▶ [WORK INSTRUCTION]: Please restate exactly what appears in the records below from the first line to the line where "pub fn init_tracing(format: LogFormat, default_filter: &str)" is, that line included.

-*-*-

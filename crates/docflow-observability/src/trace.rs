//! Tracing subscriber initialisation

use crate::{LogFormat, ObservabilityError};
use tracing_subscriber::EnvFilter;

/// Install the global tracing subscriber.
///
/// `RUST_LOG` takes precedence over `default_filter`. Fails if a global
/// subscriber is already installed or the filter does not parse.
pub fn init_tracing(format: LogFormat, default_filter: &str) -> Result<(), ObservabilityError> {
    let env_filter = match EnvFilter::try_from_default_env() {
        Ok(filter) => filter,
        Err(_) => EnvFilter::try_new(default_filter)
            .map_err(|e| ObservabilityError::Config(format!("invalid log filter: {e}")))?,
    };

    let builder = tracing_subscriber::fmt()
        .with_env_filter(env_filter)
        .with_target(false)
        .with_writer(std::io::stderr);

    let result = match format {
        LogFormat::Json => builder.json().try_init(),
        LogFormat::Pretty => builder.pretty().try_init(),
    };
    result.map_err(|e| ObservabilityError::TracingInit(e.to_string()))?;

    tracing::debug!(%format, "Initialized structured tracing");
    Ok(())
}

#[cfg(test)]
mod tests {
    use super::*;

    #[test]
    fn test_second_init_is_rejected() {
        // Whichever call runs first wins; the next one must fail cleanly
        let _ = init_tracing(LogFormat::Json, "info");
        let err = init_tracing(LogFormat::Pretty, "debug").unwrap_err();
        assert!(matches!(err, ObservabilityError::TracingInit(_)));
    }
}
// =============================================================================
// DOCUMENTS
// =============================================================================

/// Result of analysing a block of text.
#[derive(Debug, Clone, PartialEq, Eq, Serialize, Deserialize)]
pub struct DocumentAnalysis {
    /// Leading sentences of the text.
    pub summary: String,
    /// Sentences that mention legal terms.
    pub key_points: Vec<String>,
    /// The text the analysis ran on.
    pub extracted_text: String,
    pub word_count: usize,
}

/// Summarizes free text.
#[must_use]
pub fn summarize_text(text: &str) -> DocumentAnalysis {
    let text = text.trim();
    let sentences = split_sentences(text);
    if sentences.is_empty() {
        return DocumentAnalysis {
            summary: NO_TEXT_SUMMARY.to_string(),
            key_points: Vec::new(),
            extracted_text: String::new(),
            word_count: 0,
        };
    }

    let summary = truncate_chars(
        &sentences
            .iter()
            .take(MAX_SUMMARY_SENTENCES)
            .map(|s| format!("{}.", s))
            .collect::<Vec<_>>()
            .join(" "),
        MAX_SUMMARY_CHARS,
    );

    let mut key_points: Vec<String> = sentences
        .iter()
        .filter(|s| !keywords_in(s, LEGAL_KEYWORDS).is_empty())
        .take(MAX_KEY_POINTS)
        .map(|s| format!("{}.", s))
        .collect();
    if key_points.is_empty() {
        key_points.push(format!("{}.", sentences[0]));
    }

    DocumentAnalysis {
        summary,
        key_points,
        extracted_text: text.to_string(),
        word_count: text.split_whitespace().count(),
    }
}

/// Analyses an uploaded document. Text files are read directly; other
/// formats get a canned extraction describing the file.
#[must_use]
pub fn analyze_document(document: &Document, content: &[u8]) -> DocumentAnalysis {
    if document.is_text() {
        return summarize_text(&String::from_utf8_lossy(content));
    }
    let extracted = format!(
        "{} is a {} document stored as {} ({} bytes). \
         It sets out the positions of the parties and the relief requested. \
         Counsel should confirm every deadline and obligation it contains before the next hearing.",
        document.title,
        document.document_type.as_str().replace('_', " "),
        document.file_name,
        document.file_size,
    );
    summarize_text(&extracted)
}

// =============================================================================
// CALLS
// =============================================================================

/// One speaker turn.
#[derive(Debug, Clone, PartialEq, Eq, Serialize, Deserialize)]
pub struct TranscriptSegment {
    pub speaker: String,
    pub start_seconds: u64,
    pub text: String,
}

#[derive(Debug, Clone, PartialEq, Eq, Serialize, Deserialize)]
pub struct Transcript {
    pub file_name: String,
    pub text: String,
    pub segments: Vec<TranscriptSegment>,
    pub duration_seconds: u64,
    pub language: String,
}

const CANNED_CONVERSATION: &[(&str, &str)] = &[
    (
        "Attorney",
        "Thank you for calling. Let's go over where the case stands.",
    ),
    (
        "Client",
        "I received a letter from the other side about a settlement offer.",
    ),
    (
        "Attorney",
        "We will review the agreement, and I need to check the filing deadline with the court.",
    ),
    (
        "Client",
        "Please follow up with me once you have spoken to opposing counsel.",
    ),
];

/// Produces a transcript for an audio upload of `size` bytes.
#[must_use]
pub fn transcribe_audio(file_name: &str, size: u64) -> Transcript {
    let duration_seconds = (size / AUDIO_BYTES_PER_SECOND).max(1);
    let turns = CANNED_CONVERSATION.len() as u64;
    let segments: Vec<TranscriptSegment> = CANNED_CONVERSATION
        .iter()
        .enumerate()
        .map(|(i, (speaker, text))| TranscriptSegment {
            speaker: (*speaker).to_string(),
            start_seconds: duration_seconds * i as u64 / turns,
            text: (*text).to_string(),
        })
        .collect();
    let text = segments
        .iter()
        .map(|s| format!("{}: {}", s.speaker, s.text))
        .collect::<Vec<_>>()
        .join("\n");
    Transcript {
        file_name: file_name.to_string(),
        text,
        segments,
        duration_seconds,
        language: "en-US".to_string(),
    }
}

/// Transcribes the recording of a logged call.
#[must_use]
pub fn transcribe_call(call_id: CallLogId, duration_seconds: u64) -> Transcript {
    transcribe_audio(
        &format!("call-{}.wav", call_id),
        duration_seconds.max(1).saturating_mul(AUDIO_BYTES_PER_SECOND),
    )
}

/// Extracts sentiment, action items and topics from a transcript.
#[must_use]
pub fn call_insights(transcript: &str) -> CallInsights {
    let sentences = split_sentences(transcript);
    if sentences.is_empty() {
        return CallInsights {
            summary: "No conversation was recorded.".to_string(),
            action_items: Vec::new(),
            key_topics: Vec::new(),
            sentiment: Sentiment::Neutral,
        };
    }

    let positive = keywords_in(transcript, POSITIVE_WORDS).len();
    let negative = keywords_in(transcript, NEGATIVE_WORDS).len();
    let sentiment = match positive.cmp(&negative) {
        std::cmp::Ordering::Greater => Sentiment::Positive,
        std::cmp::Ordering::Less => Sentiment::Negative,
        std::cmp::Ordering::Equal => Sentiment::Neutral,
    };

    let action_items: Vec<String> = sentences
        .iter()
        .filter(|s| !keywords_in(s, ACTION_MARKERS).is_empty())
        .take(MAX_ACTION_ITEMS)
        .map(|s| format!("{}.", strip_speaker(s)))
        .collect();

    let key_topics: Vec<String> = keywords_in(transcript, LEGAL_KEYWORDS)
        .into_iter()
        .take(MAX_TOPICS)
        .map(str::to_string)
        .collect();

    let topics = if key_topics.is_empty() {
        "general matters".to_string()
    } else {
        key_topics.join(", ")
    };
    let summary = format!(
        "Call covering {}. {} action item(s) identified; overall tone {}.",
        topics,
        action_items.len(),
        sentiment
    );

    CallInsights {
        summary,
        action_items,
        key_topics,
        sentiment,
    }
}

// =============================================================================
// RESEARCH
// =============================================================================

/// A cited authority.
#[derive(Debug, Clone, PartialEq, Eq, Serialize, Deserialize)]
pub struct Authority {
    pub citation: String,
    pub title: String,
    pub holding: String,
    /// Number of query terms the authority matched.
    pub relevance: u32,
}

#[derive(Debug, Clone, PartialEq, Eq, Serialize, Deserialize)]
pub struct ResearchResult {
    pub query: String,
    pub jurisdiction: String,
    pub summary: String,
    pub authorities: Vec<Authority>,
}

struct Precedent {
    citation: &'static str,
    title: &'static str,
    holding: &'static str,
    keywords: &'static [&'static str],
}

const PRECEDENTS: &[Precedent] = &[
    Precedent {
        citation: "9 Exch. 341 (1854)",
        title: "Hadley v. Baxendale",
        holding: "Contract damages are limited to losses the parties could reasonably foresee when contracting.",
        keywords: &["contract", "damages", "breach", "foreseeable", "loss"],
    },
    Precedent {
        citation: "477 U.S. 317 (1986)",
        title: "Celotex Corp. v. Catrett",
        holding: "A movant for summary judgment may point to the absence of evidence supporting the other side's case.",
        keywords: &["summary", "judgment", "motion", "evidence", "burden"],
    },
    Precedent {
        citation: "556 U.S. 662 (2009)",
        title: "Ashcroft v. Iqbal",
        holding: "A complaint must plead facts that make the claim plausible, not merely conceivable.",
        keywords: &["pleading", "complaint", "dismiss", "motion", "plausible"],
    },
    Precedent {
        citation: "329 U.S. 495 (1947)",
        title: "Hickman v. Taylor",
        holding: "Materials prepared by counsel in anticipation of litigation are protected work product.",
        keywords: &["discovery", "privilege", "work", "product", "attorney"],
    },
    Precedent {
        citation: "509 U.S. 579 (1993)",
        title: "Daubert v. Merrell Dow Pharmaceuticals, Inc.",
        holding: "Trial judges act as gatekeepers for the reliability and relevance of expert testimony.",
        keywords: &["expert", "testimony", "evidence", "scientific", "admissibility"],
    },
    Precedent {
        citation: "326 U.S. 310 (1945)",
        title: "International Shoe Co. v. Washington",
        holding: "Personal jurisdiction requires minimum contacts with the forum state.",
        keywords: &["jurisdiction", "personal", "contacts", "forum", "venue"],
    },
    Precedent {
        citation: "384 U.S. 436 (1966)",
        title: "Miranda v. Arizona",
        holding: "Statements from custodial interrogation are inadmissible unless the suspect was warned of their rights.",
        keywords: &["criminal", "custody", "interrogation", "rights", "confession"],
    },
];

/// Ranks the built-in authorities against a research question.
pub fn legal_research(query: &str, jurisdiction: Option<&str>) -> CoreResult<ResearchResult> {
    let query = query.trim();
    if query.is_empty() {
        return Err(CoreError::validation("query", "is required"));
    }
    if query.chars().count() > MAX_QUERY_LEN {
        return Err(CoreError::validation(
            "query",
            format!("must be at most {} characters", MAX_QUERY_LEN),
        ));
    }
    let jurisdiction = jurisdiction
        .map(str::trim)
        .filter(|j| !j.is_empty())
        .unwrap_or(DEFAULT_JURISDICTION)
        .to_string();

    let terms = words(query);
    let mut ranked: Vec<(u32, usize)> = PRECEDENTS
        .iter()
        .enumerate()
        .map(|(i, p)| {
            let hits = p.keywords.iter().filter(|k| terms.contains(**k)).count();
            (u32::try_from(hits).unwrap_or(u32::MAX), i)
        })
        .filter(|(hits, _)| *hits > 0)
        .collect();
    ranked.sort_by(|a, b| b.0.cmp(&a.0).then(a.1.cmp(&b.1)));

    let authorities: Vec<Authority> = ranked
        .into_iter()
        .take(MAX_AUTHORITIES)
        .map(|(relevance, i)| {
            let p = &PRECEDENTS[i];
            Authority {
                citation: p.citation.to_string(),
                title: p.title.to_string(),
                holding: p.holding.to_string(),
                relevance,
            }
        })
        .collect();

    let summary = match authorities.first() {
        Some(lead) => format!(
            "Found {} authorities relevant to \"{}\" in {}. The leading authority is {}.",
            authorities.len(),
            query,
            jurisdiction,
            lead.title
        ),
        None => format!(
            "No authorities matched \"{}\" in {}. Try broader legal terms.",
            query, jurisdiction
        ),
    };

    Ok(ResearchResult {
        query: query.to_string(),
        jurisdiction,
        summary,
        authorities,
    })
}

// =============================================================================
// CASES
// =============================================================================

/// Assessment of a case from its records.
#[derive(Debug, Clone, PartialEq, Eq, Serialize, Deserialize)]
pub struct CaseAnalysis {
    pub case_id: CaseId,
    pub strengths: Vec<String>,
    pub risks: Vec<String>,
    pub recommended_actions: Vec<String>,
    pub next_deadline: Option<DateTime<Utc>>,
    pub document_count: usize,
    pub upcoming_event_count: usize,
}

-*-*-

▶ [ANSWER TO THE EXERCISE]:
filename crates/docflow-observability/src/trace.rs
//! Tracing subscriber initialisation

use crate::{LogFormat, ObservabilityError};
use tracing_subscriber::EnvFilter;

/// Install the global tracing subscriber.
///
/// `RUST_LOG` takes precedence over `default_filter`. Fails if a global
/// subscriber is already installed or the filter does not parse.
pub fn init_tracing(format: LogFormat, default_filter: &str) -> Result<(), ObservabilityError> {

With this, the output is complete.